Although I rarely suffer from unwanted anxiety at this point in my life, I have continued to use this self-hypnosis technique to take a time out from the busyness of life, to manage stress, and also to provide clarity in decision making. Over the years I have taught this technique to many clients. They tell me that because the technique is so simple and so fast, they have been able to benefit from it immediately.
I have taught it to anxious clients, depressed clients, clients who are trying to discover their core values, executives who must make decisions, and athletes who want to get “in the zone.” I have taught it to people who had to speak before an audience and students who need to take a big test. In fact, I teach this to most of my clients and there is always an immediate benefit.
It is called the 3-2-1 Reset Technique because there are three steps.
To begin, find a comfortable place, you can be seated or standing. What is most important is you turn off distractions such as computer windows that might call your attention or turn off the phone or smart watch. The reason this is important is that in self-hypnosis, even a quick process like this, we should become dedicated to it. Distractions are like a tap on the shoulder – we can’t not turn around to see who it is. So it is always best to minimize these even if only for a few moments.
Step One: As you read these words, simply scan your body and release any obvious tension you are holding onto and pay attention to your breath. As you pay attention to your breath, count the next three breaths. You can do this with the eyes open if you are reading. accessing the resource state of self-hypnosis is not dependent on the eyes being open or closed.
You do not have to breathe in any special way. You can breathe quickly or slowly. You can breathe deeply if you want to, but the most important thing is to just breathe and to count the three breaths. This step is all about grounding and being present in this moment.
Step Two: take your two hands and cross them across your upper body placing the left hand on the right upper arm, and the left hand on the right upper arm. This is almost a self-hug. It feels pretty good to give yourself a hug and in yoga practices this is advocated because it connects our physical experience to the inner experience. the research actually shows that this self-hug position can trigger physiological responses and release the chemicals in the brain associated with pleasure, security, and well-being.
Some therapists, who practice methods of bilateral stimulation also believe that by crossing the left side to the right side, we ere integrating our thinking and our feeling mental capacities.

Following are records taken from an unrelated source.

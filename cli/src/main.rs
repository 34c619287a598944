//! fish-feeder CLI entrypoint.
//!
//! Reads a release checksum manifest and writes a GoFish food file to
//! standard output or `--output`.

use clap::Parser;
use fish_feeder_cli::cli::Cli;
use fish_feeder_cli::error::Result;
use fish_feeder_cli::run::run;
use std::io::Write;
use tracing_subscriber::{EnvFilter, fmt, prelude::*};

fn main() {
    let cli = Cli::parse();
    init_tracing(cli.verbosity, cli.quiet);

    let mut stdout = std::io::stdout().lock();
    let mut stderr = std::io::stderr();
    let run_result = run(&cli, &mut stdout, &mut stderr);
    let exit_code = exit_code_for_run_result(run_result, &mut stderr);
    if exit_code != 0 {
        std::process::exit(exit_code);
    }
}

/// Install a stderr log subscriber; `RUST_LOG` overrides the flags.
fn init_tracing(verbosity: u8, quiet: bool) {
    let filter = EnvFilter::try_from_default_env()
        .unwrap_or_else(|_| EnvFilter::new(default_filter(verbosity, quiet)));

    tracing_subscriber::registry()
        .with(fmt::layer().with_target(false).with_writer(std::io::stderr))
        .with(filter)
        .init();
}

const fn default_filter(verbosity: u8, quiet: bool) -> &'static str {
    if quiet {
        return "error";
    }
    match verbosity {
        0 => "warn",
        1 => "info",
        2 => "debug",
        _ => "trace",
    }
}

fn exit_code_for_run_result(result: Result<()>, stderr: &mut dyn Write) -> i32 {
    match result {
        Ok(()) => 0,
        Err(err) => {
            write_stderr_line(stderr, format!("error: {err}"));
            1
        }
    }
}

fn write_stderr_line(stderr: &mut dyn Write, message: impl std::fmt::Display) {
    if writeln!(stderr, "{message}").is_err() {
        // Best-effort logging; ignore write failures.
    }
}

Step Three: Spend the next one minute (three breaths, two hands, one minute) and practice paying attention to the breath. Be an observer of the breath. You can do this with the eyes open or the eyes closed, what is most important is that you allow your breath to be a focal point. Each breath marks each moment. By practicing staying in the present, you are setting aside regrets of the past or fears of the future. During this minute, your mind will continue to think. After all, this is what minds do. Like a fish swims in water, people swim in thoughts. Thinking is perfectly ok. So is being aware of emotions, and so is noting physical sensations.

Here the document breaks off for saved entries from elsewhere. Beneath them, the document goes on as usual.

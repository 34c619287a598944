//! Behaviour-driven tests covering release filename classification.

use std::cell::RefCell;

use fish_feeder::ClassifyError;
use fish_feeder::classifier::{Platform, resolve_platform};
use rstest::fixture;
use rstest_bdd_macros::{given, scenario, then, when};

#[derive(Default)]
struct ClassificationWorld {
    filename: RefCell<String>,
    outcome: RefCell<Option<Result<Platform, ClassifyError>>>,
}

#[fixture]
fn world() -> ClassificationWorld {
    ClassificationWorld::default()
}

fn resolved(world: &ClassificationWorld) -> Platform {
    let borrow = world.outcome.borrow();
    match borrow.as_ref() {
        Some(Ok(platform)) => *platform,
        Some(Err(err)) => panic!("expected a platform, got {err}"),
        None => panic!("the filename should have been classified"),
    }
}

fn failure(world: &ClassificationWorld) -> ClassifyError {
    let borrow = world.outcome.borrow();
    match borrow.as_ref() {
        Some(Err(err)) => err.clone(),
        Some(Ok(platform)) => panic!("expected a failure, got {platform:?}"),
        None => panic!("the filename should have been classified"),
    }
}

#[given("the release filename \"{filename}\"")]
fn set_filename(world: &ClassificationWorld, filename: String) {
    world.filename.replace(filename);
}

#[when("the filename is classified")]
fn classify_filename(world: &ClassificationWorld) {
    let outcome = resolve_platform(&world.filename.borrow());
    world.outcome.replace(Some(outcome));
}

#[then("the OS kind is \"{kind}\"")]
fn assert_kind(world: &ClassificationWorld, kind: String) {
    assert_eq!(resolved(world).os.kind.as_str(), kind);
}

#[then("the food name is \"{name}\"")]
fn assert_food_name(world: &ClassificationWorld, name: String) {
    assert_eq!(resolved(world).os.food_name, name);
}

#[then("the architecture is \"{arch}\"")]
fn assert_arch(world: &ClassificationWorld, arch: String) {
    assert_eq!(resolved(world).arch, arch);
}

#[then("classification fails as a malformed filename")]
fn assert_malformed(world: &ClassificationWorld) {
    let err = failure(world);
    assert!(
        matches!(err, ClassifyError::MalformedFilename { .. }),
        "expected MalformedFilename, got {err:?}"
    );
}

#[then("classification reports the unknown token \"{token}\"")]
fn assert_unknown_token(world: &ClassificationWorld, token: String) {
    let err = failure(world);
    let ClassifyError::UnknownPlatform { token: reported, .. } = err else {
        panic!("expected UnknownPlatform");
    };
    assert_eq!(reported, token);
}

#[scenario(
    path = "tests/features/classification.feature",
    name = "Classify a Linux tarball"
)]
fn scenario_linux(world: ClassificationWorld) {
    let _ = world;
}

#[scenario(
    path = "tests/features/classification.feature",
    name = "Classify a macOS archive as darwin"
)]
fn scenario_macos(world: ClassificationWorld) {
    let _ = world;
}

#[scenario(
    path = "tests/features/classification.feature",
    name = "Classify a Windows zip"
)]
fn scenario_windows(world: ClassificationWorld) {
    let _ = world;
}

#[scenario(
    path = "tests/features/classification.feature",
    name = "Reject a filename with too few underscore fields"
)]
fn scenario_too_few_fields(world: ClassificationWorld) {
    let _ = world;
}

#[scenario(
    path = "tests/features/classification.feature",
    name = "Reject a platform field without a hyphen"
)]
fn scenario_no_hyphen(world: ClassificationWorld) {
    let _ = world;
}

#[scenario(
    path = "tests/features/classification.feature",
    name = "Report an unknown operating system"
)]
fn scenario_unknown_os(world: ClassificationWorld) {
    let _ = world;
}

#[scenario(
    path = "tests/features/classification.feature",
    name = "Report an unknown architecture"
)]
fn scenario_unknown_arch(world: ClassificationWorld) {
    let _ = world;
}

The practice that you are trying to cultivate during this minute is not stopping your thoughts, emotions or sensations, but rather practicing not following them and using them as a cue to return your attention to the present moment.
You can use a timer, or you can just guesstimate when a minute has passed by. It is also perfectly okay to spend more than a minute focusing on the power of this moment. When you are ready to open the eyes, let a smile come to your face release your self-hug. You can congratulate yourself now. You have just done your first self-hypnosis exercise!
This is a very basic process, but one that is highly effective. By adding nothing to his process and simply using it to stop anxiety, practice mindfulness, and relax it will be of value and serve you well for years to come. I have taught this to countless clients, and I have never had anyone exclaim, “OMG Richard! That was amazing! You changed my life! Thank you!” Rather, when I teach this to people they typically have the same response you probably have. They say things like, “Okay, I can see how that is helpful.” Or they say, “That was relaxing.” Or simply, “Ok, I did it.”
I wish that for most of my clients the power of this technique was revealed in the first practice. What happens far more often is that when I tell my clients to practice this twice a day for the next two weeks, they come back with what I call “retrospective excitement.” By practicing it they realize the profound value in it.
Self-hypnosis is a practice. Like a musician who must practice his or her instrument before a debut concert or a comedian who must memorize his scripts and practice his timing to make it appear spontaneous and natural, self-hypnosis requires practice. You will need to be committed to this practice to derive the results, but I promise you the results can be profound.